Entre preconceitos e tabus
Para o fundador do Centro Espírita Oxóssi Iemanjá, Eduardo dos Santos Porcino, a internet e a maior divulgação de informações foi positiva para a adesão à religião. “O crescimento das religiões de matrizes africanas se deve principalmente pelo mundo globalizado, pela riqueza de informações positivas através da internet, onde tabus foram e são quebrados, onde a mistificação do nosso culto foi extirpada pelo conhecimento real da seriedade dele e, principalmente, pela competência dos sacerdotes em abrirem as portas de suas casas de santo dando oportunidade para muitos interessados conhecerem a grandeza real da religião de matriz africana.”
Esse processo de afirmação, no entanto, ainda enfrenta obstáculos. Breno Peçanha, dirigente do Centro de Umbanda Pai Joaquim de Angola, destaca que, embora o preconceito tenha diminuído, ele persiste. “Hoje em dia está mais tranquilo se declarar umbandista. O tabu foi quebrado. Mas ainda existe muito julgamento, principalmente contra os jovens. Muitos pais não permitem que seus filhos frequentem os cultos por puro desconhecimento.”
Peçanha relata que frases como “isso é coisa do diabo” ou “isso atrasa a vida” ainda são ouvidas com frequência. “É um problema geracional, transmitido pela falta de informação. As pessoas não conhecem a nossa religião e reproduzem falas estigmatizadas. Falam sem nunca terem pisado em um terreiro”, aponta. Ele defende que o enfrentamento ao preconceito passa pela busca ativa de informação: “A fé não pode ser imposta, mas precisa ser compreendida. Ninguém é obrigado a acreditar, mas todos deveriam respeitar.”
Já Porcino explica que tem buscado formas de dialogar com as novas gerações por meio de visitas s escolas, palestras e diálogo constante. “Em algumas oportunidades, sempre sou convidado para fazer palestras em escolas, faculdades e principalmente em centros educativos onde tenho oportunidade de apresentar de forma explicativa e positiva a minha religiosidade.”
Para além da fé, Peçanha destaca o papel social desempenhado pelas religiões de matriz africana. “A nossa é a religião do abraço, do acolhimento. Recebemos a todos: pessoas LGBTQIA+, ex-detentos, profissionais do sexo. Trabalhamos com a diversidade em múltiplas dimensões, oferecendo apoio espiritual, moral e material”, afirma.

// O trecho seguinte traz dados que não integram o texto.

//! Property tests: batch outcomes under randomly planned server behavior.

use bulkwrite_engine::{
    Idempotency, IdempotencyClassifier, SafeClassifier, MISSING_CONFIRMATION_MESSAGE,
};
use bulkwrite_protocol::{SingleRowMutation, Status, StatusCode};
use bulkwrite_testkit::prelude::*;
use bytes::Bytes;
use proptest::prelude::*;
use std::collections::{HashMap, HashSet};

fn index_by_key(batch: &[SingleRowMutation]) -> HashMap<Bytes, usize> {
    batch
        .iter()
        .enumerate()
        .map(|(i, row)| (row.row_key.clone(), i))
        .collect()
}

fn is_idempotent(row: &SingleRowMutation) -> bool {
    SafeClassifier.classify_row(row) == Idempotency::Idempotent
}

proptest! {
    #![proptest_config(PropTestConfig::default().to_proptest_config())]

    #[test]
    fn every_mutation_is_confirmed_or_failed_exactly_once(
        batch in batch_strategy(0, 40),
        plans in attempt_plans_strategy(6),
        max_failures in 0u32..5,
    ) {
        let mutator = test_mutator(ChaosTransport::new(plans), max_failures);
        let failures = mutator.apply(batch.clone());
        let keys = index_by_key(&batch);

        let mut confirmed = HashSet::new();
        for call in mutator.transport().calls() {
            for key in call.confirmed_keys() {
                prop_assert!(confirmed.insert(keys[&key]), "confirmed twice: {:?}", key);
            }
        }

        let mut failed = HashSet::new();
        for failure in &failures {
            prop_assert!(failed.insert(failure.original_index()));
            prop_assert!(!confirmed.contains(&failure.original_index()));
        }
        prop_assert_eq!(confirmed.len() + failed.len(), batch.len());
    }

    #[test]
    fn failures_point_at_their_original_position(
        batch in batch_strategy(1, 40),
        plans in attempt_plans_strategy(6),
    ) {
        let mutator = test_mutator(ChaosTransport::new(plans), 4);
        let failures = mutator.apply(batch.clone());

        for failure in &failures {
            let index = failure.original_index();
            prop_assert!(index < batch.len());
            prop_assert_eq!(failure.mutation(), &batch[index]);
            prop_assert_eq!(&failure.mutation().row_key, &row_key_for(index));
        }
    }

    #[test]
    fn transient_item_failures_of_non_idempotent_rows_are_final(
        batch in batch_strategy(1, 40),
        plans in attempt_plans_strategy(6),
    ) {
        let mutator = test_mutator(ChaosTransport::new(plans), 5);
        let failures = mutator.apply(batch.clone());
        let keys = index_by_key(&batch);
        let calls = mutator.transport().calls();

        let by_index: HashMap<usize, &Status> = failures
            .iter()
            .map(|f| (f.original_index(), f.status()))
            .collect();

        for (n, call) in calls.iter().enumerate() {
            for reported in &call.reported {
                let entry = &call.request.entries[reported.index as usize];
                if is_idempotent(entry) || reported.status.code != StatusCode::Unavailable {
                    continue;
                }
                let index = keys[&entry.row_key];
                prop_assert_eq!(by_index.get(&index).copied(), Some(&reported.status));
                for later in &calls[n + 1..] {
                    prop_assert!(later
                        .request
                        .entries
                        .iter()
                        .all(|e| e.row_key != entry.row_key));
                }
            }
        }
    }

    #[test]
    fn unreported_entries_follow_the_call_status(
        batch in batch_strategy(1, 30),
        reported in prop::collection::vec(any::<bool>(), 30),
        call_status in call_status_strategy(),
    ) {
        let mut state = test_batch_state(batch.clone());
        state.begin_attempt();
        for i in 0..batch.len() {
            if reported[i] {
                state.on_item_response(i as i64, Status::ok());
            }
        }
        state.on_stream_end(call_status.clone());

        let transient = matches!(
            call_status.code,
            StatusCode::Unavailable | StatusCode::DeadlineExceeded
        );
        let pending: HashSet<usize> = state
            .pending_annotations()
            .iter()
            .map(|a| a.original_index)
            .collect();
        let failures: HashMap<usize, Status> = state
            .final_failures()
            .into_iter()
            .map(|f| {
                let (_, status, index) = f.into_parts();
                (index, status)
            })
            .collect();

        for (i, row) in batch.iter().enumerate() {
            if reported[i] {
                prop_assert!(!pending.contains(&i));
                prop_assert!(!failures.contains_key(&i));
            } else if is_idempotent(row) || transient {
                prop_assert!(pending.contains(&i));
            } else if call_status.is_ok() {
                prop_assert_eq!(failures[&i].code, StatusCode::Internal);
                prop_assert_eq!(failures[&i].message.as_str(), MISSING_CONFIRMATION_MESSAGE);
            } else {
                prop_assert_eq!(&failures[&i], &call_status);
            }
        }
    }
}

#[test]
fn confirmed_entries_are_never_resent() {
    let batch = mixed_batch(12, 4);
    let plans = vec![
        AttemptPlan {
            outcomes: vec![ItemOutcome::Ok, ItemOutcome::Transient, ItemOutcome::Omitted],
            call_status: Status::unavailable("reset"),
            reverse: true,
        },
        AttemptPlan {
            outcomes: vec![ItemOutcome::Transient, ItemOutcome::Ok],
            call_status: Status::ok(),
            reverse: false,
        },
    ];
    let mutator = test_mutator(ChaosTransport::new(plans), 5);

    let failures = mutator.apply(batch);

    let calls = mutator.transport().calls();
    let mut seen = HashSet::new();
    for (n, call) in calls.iter().enumerate() {
        for key in call.confirmed_keys() {
            assert!(seen.insert(key.clone()));
            for later in &calls[n + 1..] {
                assert!(later.request.entries.iter().all(|e| e.row_key != key));
            }
        }
    }
    assert_eq!(seen.len() + failures.len(), 12);
}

Os adeptos das tradições afro-brasileiras
Os dados do IBGE também mostram quem são os praticantes das religiões afro-brasileiras em Juiz de Fora. As maiores proporções estão entre pessoas que se identificam como amarelas (2,22% dos que declaram alguma religião em JF), pretos (1,81%) e brancos (1,14%). Em termos etários, os grupos mais representativos estão nas faixas de 20 a 24 anos (16,66%), 30 a 39 anos (19,68%) e 40 a 49 anos (15,82%).
Para Emerson José Sena da Silveira, professor do Departamento e do Programa de Pós-Graduação em Ciência da Religião da UFJF, o perfil reflete um fenômeno que remonta às décadas de 1960 e 1970. “É uma religiosidade que, ao longo dos anos, passou a ser acolhida também por setores da classe média urbana, majoritariamente branca. O crescimento é sustentado por maior acesso à informação, pela atuação dos movimentos sociais e pelas lutas contra o racismo religioso.”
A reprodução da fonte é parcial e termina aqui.